### Exercise requirements
Could you reproduce the lines below from the one with "#[derive(Debug, Clone, PartialEq, Eq, Serialize)]" through the one with "of one phase."? Keep both ends and add nothing.

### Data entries
....................
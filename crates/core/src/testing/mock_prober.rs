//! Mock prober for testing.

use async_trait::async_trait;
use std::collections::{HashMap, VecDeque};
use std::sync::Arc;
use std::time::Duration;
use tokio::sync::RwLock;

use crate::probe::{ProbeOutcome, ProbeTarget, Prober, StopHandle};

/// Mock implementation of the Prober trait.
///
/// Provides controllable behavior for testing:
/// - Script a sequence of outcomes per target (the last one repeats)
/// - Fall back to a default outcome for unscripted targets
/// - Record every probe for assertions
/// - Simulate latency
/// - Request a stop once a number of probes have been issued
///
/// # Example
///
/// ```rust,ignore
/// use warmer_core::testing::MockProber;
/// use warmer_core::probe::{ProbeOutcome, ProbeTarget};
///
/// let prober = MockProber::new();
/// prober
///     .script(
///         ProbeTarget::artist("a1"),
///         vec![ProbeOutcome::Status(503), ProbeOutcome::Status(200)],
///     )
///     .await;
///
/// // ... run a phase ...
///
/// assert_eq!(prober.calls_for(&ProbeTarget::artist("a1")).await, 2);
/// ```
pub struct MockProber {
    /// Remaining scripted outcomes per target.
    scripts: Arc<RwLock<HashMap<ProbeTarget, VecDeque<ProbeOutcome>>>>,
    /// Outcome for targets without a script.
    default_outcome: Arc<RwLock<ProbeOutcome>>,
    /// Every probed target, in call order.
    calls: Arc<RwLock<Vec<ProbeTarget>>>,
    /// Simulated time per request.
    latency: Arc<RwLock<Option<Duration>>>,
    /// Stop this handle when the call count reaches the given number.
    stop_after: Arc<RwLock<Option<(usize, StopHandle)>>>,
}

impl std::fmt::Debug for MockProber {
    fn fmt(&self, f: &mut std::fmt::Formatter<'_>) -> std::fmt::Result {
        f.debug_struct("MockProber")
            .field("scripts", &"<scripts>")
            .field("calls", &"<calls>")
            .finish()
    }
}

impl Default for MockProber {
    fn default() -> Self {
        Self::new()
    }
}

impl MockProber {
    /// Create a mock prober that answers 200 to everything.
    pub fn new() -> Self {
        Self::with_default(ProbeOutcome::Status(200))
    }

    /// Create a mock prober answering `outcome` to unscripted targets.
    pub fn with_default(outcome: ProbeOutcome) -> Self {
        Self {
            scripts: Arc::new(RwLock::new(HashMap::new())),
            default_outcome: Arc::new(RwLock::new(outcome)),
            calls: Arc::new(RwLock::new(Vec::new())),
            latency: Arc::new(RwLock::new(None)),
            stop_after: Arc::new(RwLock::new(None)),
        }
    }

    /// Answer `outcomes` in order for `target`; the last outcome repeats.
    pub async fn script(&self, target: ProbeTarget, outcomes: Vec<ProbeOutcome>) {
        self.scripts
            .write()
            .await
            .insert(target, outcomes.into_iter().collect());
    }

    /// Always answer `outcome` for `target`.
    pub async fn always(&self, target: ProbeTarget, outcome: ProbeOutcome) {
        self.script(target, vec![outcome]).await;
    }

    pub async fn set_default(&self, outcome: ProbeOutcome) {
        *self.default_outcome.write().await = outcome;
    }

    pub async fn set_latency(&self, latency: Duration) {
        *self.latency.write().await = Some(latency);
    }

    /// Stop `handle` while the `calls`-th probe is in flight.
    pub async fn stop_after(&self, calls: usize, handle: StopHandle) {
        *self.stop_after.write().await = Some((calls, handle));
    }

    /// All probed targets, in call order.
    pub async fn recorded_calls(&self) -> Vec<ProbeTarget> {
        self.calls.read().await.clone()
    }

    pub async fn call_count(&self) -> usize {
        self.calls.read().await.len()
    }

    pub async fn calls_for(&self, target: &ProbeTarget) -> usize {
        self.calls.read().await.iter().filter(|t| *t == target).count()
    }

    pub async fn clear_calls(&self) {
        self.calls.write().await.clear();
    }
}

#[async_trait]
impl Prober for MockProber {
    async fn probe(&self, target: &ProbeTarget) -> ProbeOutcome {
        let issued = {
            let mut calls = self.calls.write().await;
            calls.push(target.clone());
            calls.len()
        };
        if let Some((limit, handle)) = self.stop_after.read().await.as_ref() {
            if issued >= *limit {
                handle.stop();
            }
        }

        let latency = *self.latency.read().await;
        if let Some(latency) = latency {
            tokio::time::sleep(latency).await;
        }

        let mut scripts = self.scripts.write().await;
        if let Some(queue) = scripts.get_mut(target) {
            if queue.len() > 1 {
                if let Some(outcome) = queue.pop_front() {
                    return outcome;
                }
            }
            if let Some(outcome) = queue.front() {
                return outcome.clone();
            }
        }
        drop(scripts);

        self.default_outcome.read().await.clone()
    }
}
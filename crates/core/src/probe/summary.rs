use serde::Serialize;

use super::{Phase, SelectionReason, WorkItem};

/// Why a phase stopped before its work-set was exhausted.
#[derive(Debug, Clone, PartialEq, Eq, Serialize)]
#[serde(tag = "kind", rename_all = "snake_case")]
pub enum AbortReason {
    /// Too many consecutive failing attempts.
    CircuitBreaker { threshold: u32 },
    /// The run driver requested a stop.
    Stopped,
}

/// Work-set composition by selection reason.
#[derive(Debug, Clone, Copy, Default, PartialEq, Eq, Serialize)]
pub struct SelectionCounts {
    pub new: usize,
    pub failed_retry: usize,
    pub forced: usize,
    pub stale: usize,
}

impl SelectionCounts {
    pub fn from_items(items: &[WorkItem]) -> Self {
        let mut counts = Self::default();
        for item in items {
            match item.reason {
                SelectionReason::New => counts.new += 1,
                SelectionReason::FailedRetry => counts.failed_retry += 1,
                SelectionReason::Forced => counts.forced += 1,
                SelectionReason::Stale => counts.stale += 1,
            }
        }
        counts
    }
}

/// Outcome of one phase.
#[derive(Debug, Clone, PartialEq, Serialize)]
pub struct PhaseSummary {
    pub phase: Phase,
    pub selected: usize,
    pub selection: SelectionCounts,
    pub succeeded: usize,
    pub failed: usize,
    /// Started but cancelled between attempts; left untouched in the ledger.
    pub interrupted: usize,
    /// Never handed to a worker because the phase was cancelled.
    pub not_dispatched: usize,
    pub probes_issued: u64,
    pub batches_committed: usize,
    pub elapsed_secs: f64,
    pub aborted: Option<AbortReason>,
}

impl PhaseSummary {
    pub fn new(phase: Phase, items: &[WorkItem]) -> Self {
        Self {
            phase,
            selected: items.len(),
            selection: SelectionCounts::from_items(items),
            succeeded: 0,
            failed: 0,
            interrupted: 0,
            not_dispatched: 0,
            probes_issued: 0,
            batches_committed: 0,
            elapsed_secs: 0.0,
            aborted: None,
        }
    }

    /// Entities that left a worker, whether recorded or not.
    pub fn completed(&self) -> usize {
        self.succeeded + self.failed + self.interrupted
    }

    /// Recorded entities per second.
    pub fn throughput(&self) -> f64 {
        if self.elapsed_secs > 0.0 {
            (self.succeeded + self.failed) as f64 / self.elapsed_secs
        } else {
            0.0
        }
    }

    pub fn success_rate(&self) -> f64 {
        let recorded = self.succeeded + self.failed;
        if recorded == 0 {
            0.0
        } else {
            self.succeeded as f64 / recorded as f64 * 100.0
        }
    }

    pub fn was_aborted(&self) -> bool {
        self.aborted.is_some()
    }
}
....................
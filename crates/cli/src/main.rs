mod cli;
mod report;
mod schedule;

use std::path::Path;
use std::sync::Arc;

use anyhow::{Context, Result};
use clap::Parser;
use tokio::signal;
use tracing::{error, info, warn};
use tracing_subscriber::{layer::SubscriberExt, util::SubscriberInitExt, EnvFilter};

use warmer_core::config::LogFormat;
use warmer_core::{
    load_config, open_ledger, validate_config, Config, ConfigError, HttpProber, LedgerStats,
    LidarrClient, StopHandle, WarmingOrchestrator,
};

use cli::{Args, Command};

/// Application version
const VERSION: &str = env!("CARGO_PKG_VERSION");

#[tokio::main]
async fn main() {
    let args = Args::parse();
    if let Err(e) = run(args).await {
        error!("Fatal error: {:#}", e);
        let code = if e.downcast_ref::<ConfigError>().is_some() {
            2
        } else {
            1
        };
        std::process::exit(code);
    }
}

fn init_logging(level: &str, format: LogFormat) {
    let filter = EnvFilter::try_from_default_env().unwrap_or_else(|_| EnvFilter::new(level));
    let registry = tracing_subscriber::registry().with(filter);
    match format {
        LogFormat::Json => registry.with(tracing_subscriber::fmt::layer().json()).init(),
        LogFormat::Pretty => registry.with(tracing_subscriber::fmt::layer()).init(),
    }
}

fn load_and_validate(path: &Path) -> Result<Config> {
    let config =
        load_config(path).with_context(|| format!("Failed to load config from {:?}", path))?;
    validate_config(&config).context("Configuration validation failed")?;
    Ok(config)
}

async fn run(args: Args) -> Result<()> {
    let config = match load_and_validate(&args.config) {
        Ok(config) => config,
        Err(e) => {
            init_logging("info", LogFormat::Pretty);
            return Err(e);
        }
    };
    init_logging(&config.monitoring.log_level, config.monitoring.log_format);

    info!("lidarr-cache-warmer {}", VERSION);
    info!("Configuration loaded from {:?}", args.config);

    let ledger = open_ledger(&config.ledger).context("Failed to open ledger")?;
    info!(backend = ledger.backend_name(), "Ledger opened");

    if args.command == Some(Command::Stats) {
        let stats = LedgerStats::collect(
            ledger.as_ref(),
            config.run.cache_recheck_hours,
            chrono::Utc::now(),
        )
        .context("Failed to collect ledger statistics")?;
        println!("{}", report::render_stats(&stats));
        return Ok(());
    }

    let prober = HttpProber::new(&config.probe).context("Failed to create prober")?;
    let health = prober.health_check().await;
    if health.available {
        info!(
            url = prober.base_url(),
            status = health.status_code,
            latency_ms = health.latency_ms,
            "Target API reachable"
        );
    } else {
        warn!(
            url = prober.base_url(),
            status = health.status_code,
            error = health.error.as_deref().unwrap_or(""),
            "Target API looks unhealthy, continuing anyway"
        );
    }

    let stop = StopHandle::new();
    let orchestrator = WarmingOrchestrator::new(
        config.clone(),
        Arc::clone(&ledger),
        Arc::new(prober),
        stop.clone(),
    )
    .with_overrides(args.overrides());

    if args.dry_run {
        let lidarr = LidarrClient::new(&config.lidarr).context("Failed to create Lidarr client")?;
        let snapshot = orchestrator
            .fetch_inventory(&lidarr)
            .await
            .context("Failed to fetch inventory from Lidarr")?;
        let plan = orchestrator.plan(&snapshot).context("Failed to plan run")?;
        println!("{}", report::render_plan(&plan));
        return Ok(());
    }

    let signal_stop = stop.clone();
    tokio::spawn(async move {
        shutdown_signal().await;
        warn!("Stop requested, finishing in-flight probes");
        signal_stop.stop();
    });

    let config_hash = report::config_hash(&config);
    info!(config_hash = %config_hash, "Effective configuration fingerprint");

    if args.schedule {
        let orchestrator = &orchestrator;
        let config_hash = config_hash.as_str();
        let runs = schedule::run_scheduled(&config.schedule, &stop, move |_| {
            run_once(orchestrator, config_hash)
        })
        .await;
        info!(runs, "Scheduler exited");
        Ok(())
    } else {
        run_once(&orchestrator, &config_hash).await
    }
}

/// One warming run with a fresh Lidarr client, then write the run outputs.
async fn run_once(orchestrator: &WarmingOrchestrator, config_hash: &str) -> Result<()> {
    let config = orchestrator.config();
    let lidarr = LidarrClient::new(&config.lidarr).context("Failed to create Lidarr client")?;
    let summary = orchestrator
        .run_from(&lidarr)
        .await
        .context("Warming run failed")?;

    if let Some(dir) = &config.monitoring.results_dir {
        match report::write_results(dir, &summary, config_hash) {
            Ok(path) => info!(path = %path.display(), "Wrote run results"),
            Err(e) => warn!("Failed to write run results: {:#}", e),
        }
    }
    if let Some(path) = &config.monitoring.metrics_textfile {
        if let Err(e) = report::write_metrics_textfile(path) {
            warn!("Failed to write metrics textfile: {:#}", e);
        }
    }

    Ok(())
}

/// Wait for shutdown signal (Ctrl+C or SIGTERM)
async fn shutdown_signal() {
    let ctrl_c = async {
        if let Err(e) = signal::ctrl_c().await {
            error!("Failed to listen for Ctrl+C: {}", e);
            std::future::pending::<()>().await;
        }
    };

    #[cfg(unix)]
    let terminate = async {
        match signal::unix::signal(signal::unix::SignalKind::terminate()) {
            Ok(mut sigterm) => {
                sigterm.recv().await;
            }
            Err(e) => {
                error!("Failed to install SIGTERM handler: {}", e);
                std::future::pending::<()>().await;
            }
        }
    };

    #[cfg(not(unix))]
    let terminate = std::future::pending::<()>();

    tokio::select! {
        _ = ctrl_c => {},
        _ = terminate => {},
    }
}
....................
### Worked solution
#[derive(Debug, Clone, PartialEq, Eq, Serialize)]
#[serde(tag = "kind", rename_all = "snake_case")]
pub enum AbortReason {
    /// Too many consecutive failing attempts.
    CircuitBreaker { threshold: u32 },
    /// The run driver requested a stop.
    Stopped,
}

/// Work-set composition by selection reason.
#[derive(Debug, Clone, Copy, Default, PartialEq, Eq, Serialize)]
pub struct SelectionCounts {
    pub new: usize,
    pub failed_retry: usize,
    pub forced: usize,
    pub stale: usize,
}

impl SelectionCounts {
    pub fn from_items(items: &[WorkItem]) -> Self {
        let mut counts = Self::default();
        for item in items {
            match item.reason {
                SelectionReason::New => counts.new += 1,
                SelectionReason::FailedRetry => counts.failed_retry += 1,
                SelectionReason::Forced => counts.forced += 1,
                SelectionReason::Stale => counts.stale += 1,
            }
        }
        counts
    }
}

/// Outcome of one phase.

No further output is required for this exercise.